■ Task prompt:
Your task is to output, without alteration, each line from the one containing "impl From<anyhow::Error> for" through the final line of the records below.
[Task input Boundary: Start]
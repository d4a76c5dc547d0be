//! Operator-facing titles and messages.

pub const BANNER: &str = r"
 ____    ___   ____    ___
|  _ \  |_ _| |  _ \  |_ _|
| | | |  | |  | | | |  | |
| |_| |  | |  | |_| |  | |
|____/  |___| |____/  |___|
";

// ===== Prompt titles =====

pub const WALLET_NAME_TITLE: &str = "Enter the wallet name";
pub const WALLET_PASSWORD_TITLE: &str = "Enter the wallet password";
pub const MENU_TITLE: &str = "Options";
pub const INVITATION_TITLE: &str = "Paste the invitation URL";
pub const MESSAGE_TITLE: &str = "Write your message";
pub const CREDENTIAL_OFFER_TITLE: &str = "Accept the credential offer?";
pub const PROOF_REQUEST_TITLE: &str = "Accept the proof request?";
pub const CONFIRM_TITLE: &str = "Are you sure?";
pub const VOTE_TITLE: &str = "Enter the number of your candidate";

// ===== Output =====

pub const CREATING_AGENT: &str = "Creating agent...";
pub const CONNECTION_ESTABLISHED: &str = "Connection established!";
pub const CREDENTIAL_PREVIEW: &str = "Credential preview:";
pub const CREDENTIAL_ACCEPTED: &str = "Credential offer accepted!";
pub const CREDENTIAL_DECLINED: &str = "Credential offer declined.";
pub const PROOF_DISCLOSURE: &str = "The following attributes will be disclosed:";
pub const PROOF_ACCEPTED: &str = "Proof request accepted!";
pub const PROOF_DECLINED: &str = "Proof request declined.";
pub const NO_CREDENTIALS: &str = "No credentials held.";
pub const NO_PROOFS: &str = "No proofs exchanged.";
pub const EXIT: &str = "Shutting down agent...\nExiting...";
pub const RESTART: &str = "Restarting agent...";
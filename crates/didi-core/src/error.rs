//! Error types for the DIDI agent.

use serde::Serialize;
use thiserror::Error;

/// A shared error type for the entire DIDI workspace.
///
/// This provides typed, structured error variants with automatic conversion
/// from common error types via the `From` trait.
#[derive(Error, Debug, Clone, Serialize)]
pub enum DidiError {
    /// Entity not found error with type information
    #[error("Entity not found: {entity_type} '{id}'")]
    NotFound {
        entity_type: &'static str,
        id: String,
    },

    /// IO error (file system operations)
    #[error("IO error: {message}")]
    Io { message: String },

    /// Record storage error (wallet layer)
    #[error("Storage error: {0}")]
    Storage(String),

    /// Serialization/deserialization error
    #[error("Serialization error: {format} - {message}")]
    Serialization {
        format: String, // "TOML", "JSON", etc.
        message: String,
    },

    /// Configuration error
    #[error("Configuration error: {0}")]
    Config(String),

    /// An operation needed an established connection but none exists
    #[error("No connection record found. Receive a connection invitation first")]
    MissingConnection,

    /// An out-of-band invitation did not yield a connection record
    #[error("No connection record was created from the out-of-band invitation")]
    NoConnectionFromInvitation,

    /// Security/authentication error
    #[error("Security error: {0}")]
    Security(String),

    /// Key material could not be used for signing
    #[error("Invalid key: {0}")]
    InvalidKey(String),

    /// The agent runtime rejected an operation
    #[error("Agent runtime error: {0}")]
    Runtime(String),

    /// Operator input could not be read
    #[error("Prompt error: {0}")]
    Prompt(String),

    /// Internal error (should not happen in normal operation)
    #[error("Internal error: {0}")]
    Internal(String),
}

impl DidiError {
    // ============================================================================
    // Constructor helpers
    // ============================================================================

    /// Creates a NotFound error
    pub fn not_found(entity_type: &'static str, id: impl Into<String>) -> Self {
        Self::NotFound {
            entity_type,
            id: id.into(),
        }
    }

    /// Creates an IO error
    pub fn io(message: impl Into<String>) -> Self {
        Self::Io {
            message: message.into(),
        }
    }

    pub fn storage(message: impl Into<String>) -> Self {
        Self::Storage(message.into())
    }

    /// Creates a Config error
    pub fn config(message: impl Into<String>) -> Self {
        Self::Config(message.into())
    }

    pub fn invalid_key(message: impl Into<String>) -> Self {
        Self::InvalidKey(message.into())
    }

    pub fn runtime(message: impl Into<String>) -> Self {
        Self::Runtime(message.into())
    }

    pub fn prompt(message: impl Into<String>) -> Self {
        Self::Prompt(message.into())
    }

    /// Creates an Internal error
    pub fn internal(message: impl Into<String>) -> Self {
        Self::Internal(message.into())
    }

    // ============================================================================
    // Type checking methods
    // ============================================================================

    /// Check if this is a NotFound error
    pub fn is_not_found(&self) -> bool {
        matches!(self, Self::NotFound { .. })
    }

    /// Check if this error reports a missing connection precondition
    pub fn is_missing_connection(&self) -> bool {
        matches!(self, Self::MissingConnection)
    }

    pub fn is_invalid_key(&self) -> bool {
        matches!(self, Self::InvalidKey(_))
    }

    /// Check if this is a config error
    pub fn is_config(&self) -> bool {
        matches!(self, Self::Config(_))
    }
}

// ============================================================================
// From implementations for automatic conversion
// ============================================================================

impl From<std::io::Error> for DidiError {
    fn from(err: std::io::Error) -> Self {
        Self::Io {
            message: format!("{} (kind: {:?})", err, err.kind()),
        }
    }
}

impl From<serde_json::Error> for DidiError {
    fn from(err: serde_json::Error) -> Self {
        Self::Serialization {
            format: "JSON".to_string(),
            message: err.to_string(),
        }
    }
}

impl From<toml::de::Error> for DidiError {
    fn from(err: toml::de::Error) -> Self {
        Self::Serialization {
            format: "TOML".to_string(),
            message: err.to_string(),
        }
    }
}

impl From<toml::ser::Error> for DidiError {
    fn from(err: toml::ser::Error) -> Self {
        Self::Serialization {
            format: "TOML".to_string(),
            message: err.to_string(),
        }
    }
}

impl From<base64::DecodeError> for DidiError {
    fn from(err: base64::DecodeError) -> Self {
        Self::Serialization {
            format: "base64".to_string(),
            message: err.to_string(),
        }
    }
}

/// Conversion from anyhow::Error (used at the binary boundary)
impl From<anyhow::Error> for DidiError {
    fn from(err: anyhow::Error) -> Self {
        Self::Internal(err.to_string())
    }
}

/// A type alias for `Result<T, DidiError>`.
pub type Result<T> = std::result::Result<T, DidiError>;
[Task input Boundary: End]
■ Answer space:
impl From<anyhow::Error> for DidiError {
    fn from(err: anyhow::Error) -> Self {
        Self::Internal(err.to_string())
    }
}

/// A type alias for `Result<T, DidiError>`.
pub type Result<T> = std::result::Result<T, DidiError>;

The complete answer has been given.